Sin embargo, la sentencia de la Corte parece acertada. Tras considerar que Denegri es una persona pública que por propia voluntad se expuso entonces en la TV, los jueces supremos preservaron en su fallo el derecho a la información y a una memoria social completa. Las sentencias de la Corte establecen principios aplicables después a otras causas judiciales.
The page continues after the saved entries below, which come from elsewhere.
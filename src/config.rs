//! Configuration management for rekindle

use std::env;
use std::path::PathBuf;

use crate::error::{AppError, Result};
use crate::html::{HighlightConfig, Palette, DEFAULT_COLOR};

#[derive(Debug, Clone)]
pub struct Config {
    pub paths: PathsConfig,
    pub highlight: HighlightSettings,
}

#[derive(Debug, Clone)]
pub struct PathsConfig {
    pub assets_dir: PathBuf,
    pub clippings_dir: PathBuf,
    pub processed_dir: PathBuf,
    pub logs_dir: PathBuf,
}

#[derive(Debug, Clone)]
pub struct HighlightSettings {
    /// Palette name or hex code
    pub color: String,
    /// Prefer the colour recorded on each clipping when it has one
    pub use_clipping_colors: bool,
}

impl PathsConfig {
    fn rooted_at(assets_dir: PathBuf, logs_dir: PathBuf) -> Self {
        PathsConfig {
            clippings_dir: assets_dir.join("clippings"),
            processed_dir: assets_dir.join("processed"),
            assets_dir,
            logs_dir,
        }
    }
}

impl Default for Config {
    fn default() -> Self {
        Config {
            paths: PathsConfig::rooted_at(PathBuf::from("assets"), PathBuf::from("logs")),
            highlight: HighlightSettings {
                color: DEFAULT_COLOR.to_string(),
                use_clipping_colors: false,
            },
        }
    }
}

impl Config {
    /// Build from `REKINDLE_*` variables, falling back to defaults
    pub fn from_env() -> Self {
        let assets_dir = env::var("REKINDLE_ASSETS_DIR").unwrap_or_else(|_| "assets".to_string());
        let logs_dir = env::var("REKINDLE_LOGS_DIR").unwrap_or_else(|_| "logs".to_string());

        Config {
            paths: PathsConfig::rooted_at(PathBuf::from(assets_dir), PathBuf::from(logs_dir)),
            highlight: HighlightSettings {
                color: env::var("REKINDLE_HIGHLIGHT_COLOR")
                    .unwrap_or_else(|_| DEFAULT_COLOR.to_string()),
                use_clipping_colors: env::var("REKINDLE_CLIPPING_COLORS")
                    .map(|v| matches!(v.to_lowercase().as_str(), "1" | "true" | "yes"))
                    .unwrap_or(false),
            },
        }
    }

    /// Marker settings with the configured colour resolved against the palette
    pub fn highlight_config(&self) -> Result<HighlightConfig> {
        let palette = Palette::default();
        let color = palette
            .resolve(&self.highlight.color)
            .ok_or_else(|| AppError::InvalidColor {
                value: self.highlight.color.clone(),
                valid: palette.names().collect::<Vec<_>>().join(", "),
            })?;

        Ok(HighlightConfig {
            color,
            palette,
            use_clipping_colors: self.highlight.use_clipping_colors,
            ..HighlightConfig::default()
        })
    }
}

#[cfg(test)]
mod tests {
    use super::*;

    #[test]
    fn test_default_paths() {
        let config = Config::default();
        assert_eq!(config.paths.clippings_dir, PathBuf::from("assets/clippings"));
        assert_eq!(config.paths.processed_dir, PathBuf::from("assets/processed"));
        assert_eq!(config.paths.logs_dir, PathBuf::from("logs"));
    }

    #[test]
    fn test_resolve_palette_name() {
        let mut config = Config::default();
        config.highlight.color = "Yellow".to_string();
        let resolved = config.highlight_config().unwrap();
        assert_eq!(resolved.color, HighlightConfig::default().color);
    }

    #[test]
    fn test_resolve_hex_passthrough() {
        let mut config = Config::default();
        config.highlight.color = "#a1b2c3".to_string();
        assert_eq!(config.highlight_config().unwrap().color, "#a1b2c3");
    }

    #[test]
    fn test_invalid_color() {
        let mut config = Config::default();
        config.highlight.color = "chartreuse-ish".to_string();
        let err = config.highlight_config().unwrap_err();
        assert!(matches!(err, AppError::InvalidColor { .. }));
        assert_eq!(
            err.to_string(),
            "Invalid highlight color 'chartreuse-ish': use a hex code or one of \
             yellow, green, blue, red, purple, gray, dark-gray"
        );
    }
}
Si se admitiera la pretensión de Denegri, se abriría la puerta para intervenir en el inclemente archivo digital con el fin recortar el pasado y deformarlo en cuestiones sociales o políticas relevantes. Porque, ¿dónde está el límite entre lo que se debería cortar y lo que no? ¿Cómo evitar en ese corte la arbitrariedad o la intencionalidad perversa?
Google Argentina celebró el fallo y dijo que los motores de búsqueda “cumplen un rol esencial para la libertad de expresión”. Sin embargo, la sentencia puso también el acento en la opacidad con que operan los algoritmos de esos motores de búsqueda, hoy elementos cruciales en la construcción de la realidad virtual que habitamos. Pidió, en palabras textuales, asumir la problemática para que “resulten más entendibles y transparentes para los usuarios, hoy sujetos a la decisión de aquellos”. Si los algoritmos dan forma a nuestro entorno, al menos deberíamos saber de acuerdo a qué criterios y de qué modo.
En estos asuntos relacionados con el tiempo y la naturaleza de lo real es inevitable volver a Borges, quien en Funes, el memorioso sugiere que sin olvido es imposible vivir. En otro cuento, El Zahir, parece decir que el prodigio de ver el todo desde la parte puede no ser tal y conducir a la locura. Para los místicos, el todo es el absoluto, que supone el aniquilamiento del yo, pues allí no existe discriminación entre yo y “lo otro”. Algo así como un perderse en la conciencia de Dios. ¿En qué clase de absoluto nos invita a perdernos la matrix digital?